** Opening DATA TO USE block **

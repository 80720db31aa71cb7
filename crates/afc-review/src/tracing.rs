//! Log output for the review tools.
//!
//! Everything goes to stderr; stdout carries the JSON a command prints.

use tracing_subscriber::{EnvFilter, Layer, layer::SubscriberExt, util::SubscriberInitExt};

use crate::config::Environment;

/// Install the global subscriber.
///
/// Development prints multi-line records with source locations at DEBUG, so a
/// `review rate` run shows the interval and due date it computed. Production
/// emits one JSON object per event at INFO, with the `#[instrument]` fields of
/// the service call (user, card, deck) flattened in. `RUST_LOG` replaces the
/// default filter in both, e.g. `RUST_LOG=afc_review=trace,sqlx=info`.
pub fn init_tracing(env: &Environment) {
    if env.is_development() {
        init_development_tracing();
    } else {
        init_production_tracing();
    }
}

fn init_development_tracing() {
    let env_filter =
        EnvFilter::try_from_default_env().unwrap_or_else(|_| EnvFilter::new("debug,sqlx=warn"));

    tracing_subscriber::registry()
        .with(
            tracing_subscriber::fmt::layer()
                .with_writer(std::io::stderr)
                .with_target(true)
                .with_line_number(true)
                .with_file(true)
                .pretty()
                .with_filter(env_filter),
        )
        .init();

    tracing::debug!("Tracing initialized in development mode");
}

fn init_production_tracing() {
    let env_filter =
        EnvFilter::try_from_default_env().unwrap_or_else(|_| EnvFilter::new("info,sqlx=warn"));

    tracing_subscriber::registry()
        .with(
            tracing_subscriber::fmt::layer()
                .json()
                .with_writer(std::io::stderr)
                .with_current_span(true)
                .with_span_list(true)
                .flatten_event(true)
                .with_target(true)
                .with_filter(env_filter),
        )
        .init();

    tracing::debug!("Tracing initialized in production mode");
}
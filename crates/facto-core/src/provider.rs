//! The boundary to the host toolchain's element model.

use crate::model::{QualifiedName, TypeDecl, TypeRef};
use std::collections::HashMap;

/// Supplies declaration metadata for a generation pass.
///
/// Implemented by the host integration (e.g. the JSON-backed provider in
/// `facto-adapters`), never by the core. The core only reads through it.
pub trait MetadataProvider: std::fmt::Debug {
    /// Looks up the declaration with the given canonical name.
    fn lookup(&self, name: &QualifiedName) -> Option<&TypeDecl>;

    /// Resolves an opaque type-mirror text to a canonical name.
    ///
    /// Annotation metadata APIs cannot always surface a type-valued field
    /// as a live canonical name; the fallback hands over the mirror's raw
    /// text, and the provider maps it back to the declaration it mirrors.
    fn resolve_mirror(&self, mirror: &str) -> Option<QualifiedName>;
}

/// Resolves a two-path type reference to a canonical qualified name.
///
/// The direct path is returned as-is; the mirror path goes through
/// [`MetadataProvider::resolve_mirror`]. Returns `None` when the mirror
/// cannot be resolved; callers turn that into
/// [`UnresolvableGroupType`](crate::ProcessingError::UnresolvableGroupType)
/// with the declaration attached.
pub fn resolve_type_ref(provider: &dyn MetadataProvider, target: &TypeRef) -> Option<QualifiedName> {
    match target {
        TypeRef::Direct(name) => Some(name.clone()),
        TypeRef::Mirror(text) => provider.resolve_mirror(text),
    }
}

/// A provider backed by an in-process map of declarations.
///
/// Suitable for hosts that assemble metadata programmatically, and the
/// workhorse of the test suite. Mirror texts resolve either through an
/// explicitly registered alias or by matching a known canonical name.
#[derive(Debug, Default)]
pub struct InMemoryProvider {
    decls: HashMap<QualifiedName, TypeDecl>,
    mirror_aliases: HashMap<String, QualifiedName>,
}

impl InMemoryProvider {
    /// Creates an empty provider.
    #[must_use]
    pub fn new() -> Self {
        Self::default()
    }

    /// Registers a declaration, replacing any previous one of the same name.
    pub fn add_decl(&mut self, decl: TypeDecl) -> &mut Self {
        self.decls.insert(decl.name.clone(), decl);
        self
    }

    /// Registers declarations in bulk.
    pub fn add_decls(&mut self, decls: impl IntoIterator<Item = TypeDecl>) -> &mut Self {
        for decl in decls {
            self.add_decl(decl);
        }
        self
    }

    /// Maps a mirror text to the canonical name it stands for.
    pub fn add_mirror_alias(
        &mut self,
        mirror: impl Into<String>,
        name: impl Into<QualifiedName>,
    ) -> &mut Self {
        self.mirror_aliases.insert(mirror.into(), name.into());
        self
    }

    /// Number of registered declarations.
    #[must_use]
    pub fn len(&self) -> usize {
        self.decls.len()
    }

    /// Whether no declarations are registered.
    #[must_use]
    pub fn is_empty(&self) -> bool {
        self.decls.is_empty()
    }
}

impl MetadataProvider for InMemoryProvider {
    fn lookup(&self, name: &QualifiedName) -> Option<&TypeDecl> {
        self.decls.get(name)
    }

    fn resolve_mirror(&self, mirror: &str) -> Option<QualifiedName> {
        if let Some(name) = self.mirror_aliases.get(mirror) {
            return Some(name.clone());
        }
        // A mirror text that already is a canonical name resolves to itself.
        let candidate = QualifiedName::new(mirror);
        self.decls.contains_key(&candidate).then_some(candidate)
    }
}

#[cfg(test)]
mod tests {
    use super::*;

    #[test]
    fn direct_reference_resolves_without_provider_data() {
        let provider = InMemoryProvider::new();
        let target = TypeRef::Direct(QualifiedName::new("com.example.Drink"));
        let resolved = resolve_type_ref(&provider, &target);
        assert_eq!(resolved, Some(QualifiedName::new("com.example.Drink")));
    }

    #[test]
    fn mirror_resolves_through_alias() {
        let mut provider = InMemoryProvider::new();
        provider.add_mirror_alias("Drink.class", "com.example.Drink");
        let target = TypeRef::Mirror("Drink.class".into());
        let resolved = resolve_type_ref(&provider, &target);
        assert_eq!(resolved, Some(QualifiedName::new("com.example.Drink")));
    }

    #[test]
    fn mirror_matching_a_known_decl_resolves_to_itself() {
        let mut provider = InMemoryProvider::new();
        provider.add_decl(TypeDecl::concrete_class("com.example.Drink"));
        let target = TypeRef::Mirror("com.example.Drink".into());
        let resolved = resolve_type_ref(&provider, &target);
        assert_eq!(resolved, Some(QualifiedName::new("com.example.Drink")));
    }

    #[test]
    fn unknown_mirror_does_not_resolve() {
        let provider = InMemoryProvider::new();
        let target = TypeRef::Mirror("com.example.Nowhere".into());
        assert_eq!(resolve_type_ref(&provider, &target), None);
    }
}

** Closing DATA TO USE block **

WHAT IS REQUIRED | Copy, exactly and only, the lines above that begin with the one containing "declarations in bulk." and finish with the one containing "it stands for.".

EXERCISE SOLUTION |
    /// Registers declarations in bulk.
    pub fn add_decls(&mut self, decls: impl IntoIterator<Item = TypeDecl>) -> &mut Self {
        for decl in decls {
            self.add_decl(decl);
        }
        self
    }

    /// Maps a mirror text to the canonical name it stands for.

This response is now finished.